In Ronson’s hands, “Stop Me” is reimagined as a peppy Motown number, with drums pattering out a most un-Smiths-like dance beat and strings adding a kitsch aura of drama to the song’s story of love and betrayal. It is sung by an Australian R&B singer called Daniel Merriweather, whose florid delivery is a world away from Morrissey’s plaintive style. Whereas Morrissey sounds like someone luxuriating in self-pity (“I still love you, only slightly less than I used to,” he sighs), Merriweather comes across as a man in the grip of a grand passion. The ambiguity of the original is lost. It becomes a straightforward love song.
Yet there is a point to Ronson’s cover. By placing “Stop Me” in a tradition of black pop music, he obliquely comments on Morrissey’s views on race and music. “Reggae is vile,” the singer once said; rap music, he added uncompromisingly, is “a great musical stench”. So this soulful takeover of “Stop Me” does what Aretha Franklin did when covering Otis Redding: it demands respect.

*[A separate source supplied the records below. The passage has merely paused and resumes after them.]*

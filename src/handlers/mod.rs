// src/handlers/mod.rs

pub mod auth;
pub mod pages;
pub mod quiz;

use axum::response::{IntoResponse, Redirect, Response};

use crate::session::{FlashLevel, Session};

/// Queues a flash message and redirects (303 See Other) to `to`.
pub fn flash_redirect(
    session: &Session,
    level: FlashLevel,
    message: impl Into<String>,
    to: &str,
) -> Response {
    session.flash(level, message);
    Redirect::to(to).into_response()
}
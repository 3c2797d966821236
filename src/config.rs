// src/config.rs

use std::env;
use dotenvy::dotenv;

#[derive(Debug, Clone)]
pub struct Config {
    pub database_url: String,
    pub session_secret: String,
    pub session_ttl: u64,
    pub rust_log: String,
    pub bind_addr: String,
}

impl Config {
    pub fn from_env() -> Self {
        dotenv().ok();

        let database_url = env::var("DATABASE_URL")
            .unwrap_or_else(|_| "sqlite://quizmaster.db".to_string());

        let session_secret = env::var("SESSION_SECRET")
            .expect("SESSION_SECRET must be set");

        let session_ttl = env::var("SESSION_TTL_SECONDS")
            .ok()
            .and_then(|v| v.parse().ok())
            .unwrap_or(86_400);

        let rust_log = env::var("RUST_LOG")
            .unwrap_or_else(|_| "info".to_string());

        let bind_addr = env::var("BIND_ADDR")
            .unwrap_or_else(|_| "0.0.0.0:5000".to_string());

        Self {
            database_url,
            session_secret,
            session_ttl,
            rust_log,
            bind_addr,
        }
    }
}
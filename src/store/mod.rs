// src/store/mod.rs

//! Catalog Store: categories, quizzes, questions, users and completed attempts.
//!
//! Handlers and the attempt state machine only see the [`CatalogStore`] trait;
//! [`SqliteCatalog`] is the production implementation.

pub mod seed;
pub mod sqlite;

use async_trait::async_trait;
use serde::Serialize;
use sqlx::{FromRow, migrate::Migrator};

use crate::models::{
    achievement::UserAchievement,
    category::{Category, CategoryWithQuizCount},
    game_session::{CompletedAttempt, GameSession, RecentGame},
    question::Question,
    quiz::{QuizDetail, QuizSummary},
    user::User,
};

pub use sqlite::{SqliteCatalog, connect_pool};

pub static MIGRATOR: Migrator = sqlx::migrate!("./migrations");

pub type StoreResult<T> = Result<T, sqlx::Error>;

/// Row counts of the catalog tables.
#[derive(Debug, Clone, Copy, FromRow, Serialize, PartialEq, Eq)]
pub struct CatalogCounts {
    pub categories: i64,
    pub quizzes: i64,
    pub questions: i64,
}

#[async_trait]
pub trait CatalogStore: Send + Sync {
    /// All categories ordered by name, each with the number of quizzes
    /// referencing it (0 for empty categories).
    async fn list_categories_with_quiz_counts(&self) -> StoreResult<Vec<CategoryWithQuizCount>>;

    async fn get_category_by_name(&self, name: &str) -> StoreResult<Option<Category>>;

    /// Quizzes of a category with their question counts, newest first.
    async fn list_quizzes_in_category(&self, category_id: i64) -> StoreResult<Vec<QuizSummary>>;

    async fn get_quiz_with_category(&self, quiz_id: i64) -> StoreResult<Option<QuizDetail>>;

    /// Every question of a quiz, correct answers included, in no particular order.
    async fn list_all_questions(&self, quiz_id: i64) -> StoreResult<Vec<Question>>;

    /// Appends the game session row and folds the result into the user's totals:
    /// `total_score += score`, `games_played += 1`,
    /// `best_streak = max(best_streak, correct_answers)`.
    async fn record_completed_attempt(&self, attempt: &CompletedAttempt)
    -> StoreResult<GameSession>;

    /// A uniformly random quiz id, `None` when the catalog is empty.
    async fn pick_random_quiz_id(&self) -> StoreResult<Option<i64>>;

    async fn user_exists(&self, username: &str, email: &str) -> StoreResult<bool>;

    async fn create_user(&self, username: &str, email: &str, password_hash: &str)
    -> StoreResult<User>;

    async fn find_user_by_username(&self, username: &str) -> StoreResult<Option<User>>;

    async fn get_user(&self, user_id: i64) -> StoreResult<Option<User>>;

    async fn recent_games(&self, user_id: i64, limit: i64) -> StoreResult<Vec<RecentGame>>;

    /// Every achievement definition, with `earned_at` set for the ones the user holds.
    async fn achievements_for_user(&self, user_id: i64) -> StoreResult<Vec<UserAchievement>>;

    async fn catalog_counts(&self) -> StoreResult<CatalogCounts>;
}
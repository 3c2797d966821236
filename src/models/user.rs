// src/models/user.rs

use chrono::NaiveDateTime;
use serde::{Deserialize, Serialize};
use sqlx::FromRow;
use validator::Validate;

/// Represents the 'users' table in the database.
#[derive(Debug, Clone, FromRow, Serialize, Deserialize)]
pub struct User {
    pub id: i64,

    /// Unique username.
    pub username: String,

    /// Unique email address.
    pub email: String,

    /// Argon2 password hash.
    /// Skipped during serialization to prevent leaking sensitive data.
    #[serde(skip)]
    pub password: String,

    pub avatar: String,

    /// Sum of the scores of every completed attempt.
    pub total_score: i64,

    pub games_played: i64,

    /// Highest correct-answer count reached in a single attempt.
    pub best_streak: i64,

    pub favorite_category: String,

    pub created_at: NaiveDateTime,
}

/// The `/auth` form. `action` selects between register and login;
/// every field is optional so missing inputs can be reported as a flash.
#[derive(Debug, Default, Deserialize)]
pub struct AuthForm {
    pub action: Option<String>,
    pub username: Option<String>,
    pub email: Option<String>,
    pub password: Option<String>,
}

/// DTO for creating a new user (Registration).
#[derive(Debug, Deserialize, Validate)]
pub struct RegisterRequest {
    #[validate(length(
        min = 3,
        max = 50,
        message = "Username length must be between 3 and 50 characters."
    ))]
    pub username: String,
    #[validate(email(message = "Email address is not valid."))]
    pub email: String,
    #[validate(length(
        min = 4,
        max = 128,
        message = "Password length must be between 4 and 128 characters."
    ))]
    pub password: String,
}

/// DTO for user login.
#[derive(Debug, Deserialize, Validate)]
pub struct LoginRequest {
    #[validate(length(min = 1, max = 50))]
    pub username: String,
    #[validate(length(min = 1, max = 128))]
    pub password: String,
}

impl AuthForm {
    /// The registration fields, or `None` if any of them is missing or empty.
    pub fn registration(&self) -> Option<RegisterRequest> {
        let username = self.username.as_deref().filter(|s| !s.is_empty())?;
        let email = self.email.as_deref().filter(|s| !s.is_empty())?;
        let password = self.password.as_deref().filter(|s| !s.is_empty())?;
        Some(RegisterRequest {
            username: username.to_owned(),
            email: email.to_owned(),
            password: password.to_owned(),
        })
    }

    pub fn login(&self) -> LoginRequest {
        LoginRequest {
            username: self.username.clone().unwrap_or_default(),
            password: self.password.clone().unwrap_or_default(),
        }
    }
}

■Johnny Marr is at number one in the US charts for the first time. Having failed to find a settled role for himself since The Smiths split up in 1987, the guitarist has joined the band Modest Mouse on their new album We Were Dead Before the Ship Even Sank, which is at the top of the album chart this week. Fans of The Smiths hoping for a return to the grace and light of his old work will be disappointed, however. There are delightful touches throughout the album – a soaring riff on “Fire It Up”, a deft, liquid solo on “Florida” – but they are more like cameos than a central element of the songs, whose jerky rhythms and roared vocals rarely allow him the space to take flight.
The cliché of the rock guitarist is of an egotistic monster battling with the singer for ownership of the music. But Marr has always seemed an unshowy, generous musician. He was the perfect enabler for the narcissistic Morrissey, but he is too modest for Modest Mouse.